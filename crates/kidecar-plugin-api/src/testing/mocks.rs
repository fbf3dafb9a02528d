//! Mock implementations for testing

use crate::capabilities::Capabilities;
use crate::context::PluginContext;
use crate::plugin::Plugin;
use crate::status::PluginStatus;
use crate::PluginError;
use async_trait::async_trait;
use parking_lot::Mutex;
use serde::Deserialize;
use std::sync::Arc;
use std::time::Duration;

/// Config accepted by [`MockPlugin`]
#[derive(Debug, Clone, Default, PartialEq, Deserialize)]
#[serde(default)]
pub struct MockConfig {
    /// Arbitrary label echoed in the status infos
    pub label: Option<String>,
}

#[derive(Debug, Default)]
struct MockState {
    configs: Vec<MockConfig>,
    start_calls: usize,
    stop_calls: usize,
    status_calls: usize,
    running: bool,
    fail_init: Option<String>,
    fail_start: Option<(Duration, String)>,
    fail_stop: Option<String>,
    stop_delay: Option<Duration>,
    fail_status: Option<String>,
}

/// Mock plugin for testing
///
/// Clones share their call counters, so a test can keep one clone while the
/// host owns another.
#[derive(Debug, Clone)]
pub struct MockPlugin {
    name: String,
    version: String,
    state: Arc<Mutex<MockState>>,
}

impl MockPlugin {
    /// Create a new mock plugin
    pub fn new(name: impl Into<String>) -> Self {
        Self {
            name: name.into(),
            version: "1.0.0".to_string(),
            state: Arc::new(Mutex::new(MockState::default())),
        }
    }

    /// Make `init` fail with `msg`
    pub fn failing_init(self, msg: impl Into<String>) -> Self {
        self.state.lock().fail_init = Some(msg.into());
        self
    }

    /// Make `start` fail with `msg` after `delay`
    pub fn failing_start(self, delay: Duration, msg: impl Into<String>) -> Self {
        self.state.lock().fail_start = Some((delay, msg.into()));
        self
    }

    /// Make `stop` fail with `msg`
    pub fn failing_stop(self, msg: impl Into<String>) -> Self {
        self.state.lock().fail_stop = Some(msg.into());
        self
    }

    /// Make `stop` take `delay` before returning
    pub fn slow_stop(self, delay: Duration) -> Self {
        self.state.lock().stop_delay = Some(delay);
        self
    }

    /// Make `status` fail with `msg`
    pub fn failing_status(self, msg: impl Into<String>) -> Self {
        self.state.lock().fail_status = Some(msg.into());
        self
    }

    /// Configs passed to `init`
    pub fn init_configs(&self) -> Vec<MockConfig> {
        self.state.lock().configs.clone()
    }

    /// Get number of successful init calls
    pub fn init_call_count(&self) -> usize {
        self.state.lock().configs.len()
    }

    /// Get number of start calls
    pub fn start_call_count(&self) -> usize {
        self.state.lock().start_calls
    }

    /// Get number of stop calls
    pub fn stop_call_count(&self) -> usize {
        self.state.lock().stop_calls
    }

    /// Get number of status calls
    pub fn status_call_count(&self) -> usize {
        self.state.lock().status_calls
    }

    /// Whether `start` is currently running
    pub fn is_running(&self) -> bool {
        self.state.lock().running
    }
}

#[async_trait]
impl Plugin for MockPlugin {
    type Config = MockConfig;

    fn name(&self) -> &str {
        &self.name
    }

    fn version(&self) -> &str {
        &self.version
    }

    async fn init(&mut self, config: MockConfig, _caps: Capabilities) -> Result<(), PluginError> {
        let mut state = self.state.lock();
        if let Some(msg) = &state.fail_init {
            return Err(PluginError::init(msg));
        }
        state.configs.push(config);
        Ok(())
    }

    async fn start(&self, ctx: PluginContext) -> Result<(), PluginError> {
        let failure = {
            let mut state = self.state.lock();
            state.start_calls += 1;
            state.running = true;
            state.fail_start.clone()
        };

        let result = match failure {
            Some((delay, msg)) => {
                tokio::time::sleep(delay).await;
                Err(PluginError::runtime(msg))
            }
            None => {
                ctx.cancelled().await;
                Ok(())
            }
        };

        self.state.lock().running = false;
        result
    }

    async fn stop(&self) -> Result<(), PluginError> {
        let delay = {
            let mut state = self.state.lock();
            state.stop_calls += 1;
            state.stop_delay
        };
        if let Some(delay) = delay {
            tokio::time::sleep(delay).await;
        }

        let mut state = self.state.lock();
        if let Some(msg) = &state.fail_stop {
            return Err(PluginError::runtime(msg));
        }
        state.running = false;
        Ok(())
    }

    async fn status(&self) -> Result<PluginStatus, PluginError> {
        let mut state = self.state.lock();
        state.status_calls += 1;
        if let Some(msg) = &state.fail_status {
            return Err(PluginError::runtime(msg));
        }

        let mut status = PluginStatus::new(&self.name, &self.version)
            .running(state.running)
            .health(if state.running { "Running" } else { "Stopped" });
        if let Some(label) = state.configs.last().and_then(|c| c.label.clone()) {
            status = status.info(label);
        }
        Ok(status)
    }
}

------------------------------------------------------------------------

Work instruction: Write out exactly the lines from the beginning of the material above through the line with "#[derive(Debug, Default)]", including both and omitting all others.

Problem solution:
filename crates/kidecar-plugin-api/src/testing/mocks.rs
repository fbf3dafb9a02528d
//! Mock implementations for testing

use crate::capabilities::Capabilities;
use crate::context::PluginContext;
use crate::plugin::Plugin;
use crate::status::PluginStatus;
use crate::PluginError;
use async_trait::async_trait;
use parking_lot::Mutex;
use serde::Deserialize;
use std::sync::Arc;
use std::time::Duration;

/// Config accepted by [`MockPlugin`]
#[derive(Debug, Clone, Default, PartialEq, Deserialize)]
#[serde(default)]
pub struct MockConfig {
    /// Arbitrary label echoed in the status infos
    pub label: Option<String>,
}

#[derive(Debug, Default)]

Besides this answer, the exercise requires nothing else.